A este cavalheiro eu responderia que a Matemática está contra ele, visto que apenas a minha encomenda já passava do valor de R$ 450,00 - o que cobriria, com sobra, as máscaras para o motoboy por mais de um mês. Considerando que o mesmo motoboy já fizera inúmeras outras entregas antes de chegar a minha casa e fará tantas outras amanhã e depois, bem vemos que os estimados R$ 270,00 não hão de fazer tanta falta à empresa no balancete anual. Na pior das hipóteses, considerando oscilações diárias de demanda, podemos supor que o serviço do entregador rende à empresa ao menos dez vezes mais que R$ 9,00 por dia, o que já compensaria o custo da medida de proteção.
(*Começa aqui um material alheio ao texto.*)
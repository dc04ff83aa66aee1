#![doc = include_str!("../README.md")]
#![cfg_attr(docsrs, feature(doc_cfg))]

// -----------------------------------------------------------------------------
// Modules

mod catalog;
mod closure;
mod error;
mod eval;
mod expr;
mod read;
mod write;

pub mod fold;

// -----------------------------------------------------------------------------
// Top-level exports

pub use catalog::{GenericMethod, MethodBody, MethodCatalog, MethodInfo, arg, is_assignable};
pub use closure::{Closure, ClosureBuilder};
pub use error::{ExprError, Result};
pub use eval::{CompiledLambda, Function, Interpreter};
pub use expr::{
    BinaryExpr, BinaryOp, CallExpr, ConditionalExpr, ConstantExpr, ElementInit, Expr,
    InvokeExpr, LambdaExpr, ListInitExpr, MemberBinding, MemberExpr, MemberInitExpr,
    NewArrayExpr, NewExpr, ParameterExpr, TypeIsExpr, UnaryExpr, UnaryOp,
};
pub use read::AstReader;
pub use write::AstWriter;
Um ultraliberal admirador de Milton Friedman e Ayn Rand me responderia prontamente que o motoboy é "livre para escolher" e que, se quisesse, poderia ele mesmo pagar R$ 270,00 para se proteger - logo, o próprio entregador também age como se sua vida valesse menos que isso.

A esse entusiástico ultraliberal eu perguntaria quanto ganha o dito motoboy por mês. Se forem um ou dois salários mínimos, podemos estipular que esse valor pesaria bastante sobre a renda doméstica do entregador, tornando tal luxo pouco viável, ao passo que não pesaria quase nada sobre a margem de lucro da empresa. Isso, é claro, contando que o motoboy seja assalariado, pois muitos são autônomos remunerados segundo critérios obscuros, que mal sabem quanto (ou se) ganharão no dia seguinte.

A essa altura o estimado ultraliberal apelaria talvez à palavra "meritocracia", julgando que o motoboy simplesmente precisaria se esforçar mais para ter condições de adquirir merecidamente suas próprias máscaras.

Eu então engoliria em seco e escolheria com calma minhas palavras para polidamente sugerir ao prezado ultraliberal que a saúde e a vida de um ser humano talvez (apenas talvez) valham mais que dinheiro e que, por isso mesmo, a "mão invisível" do mercado não dá conta sozinha de atender e prover com justiça e dignidade a todas as necessidades da coletividade humana.

Recorrendo ao repertório habitual, o ponderado ultraliberal talvez responda, citando Thatcher, que "não existe sociedade" e que "justiça", "dignidade" e "necessidade" são apenas conceitos relativos e subjetivos, ao contrário de noções práticas e objetivas como "oferta", "demanda" e o "preço" (não valor) delas decorrente.

Já cansado, eu encerraria minha participação na conversa respondendo ao sapientíssimo ultraliberal que o motoboy pode contrair COVID-19 de qualquer cliente da farmácia e sair distribuindo vírus junto com as encomendas e perguntaria - com um sorriso sarcástico, admito - quantas encomendas o distinto ultraliberal já recebeu de entregadores desprotegidos nas últimas semanas, entre uma e outra videoconferência em seu período de home office...

Depois disso, imagino, nosso amável ultraliberal ficará um tanto pensativo sobre a tosse seca e persistente que vem lhe acometendo nos últimos três dias e talvez pondere mais detidamente sobre a quantidade obscenamente pequena de leitos hospitalares per capita disponíveis no Paraíso capitalista e quantos vouchers seriam provavelmente necessários para lidar adequadamente com uma pandemia (caso tal façanha seja possível).

Será que a saúde e a vida de um ultraliberal valem tanto quanto as de um motoboy? That's the question.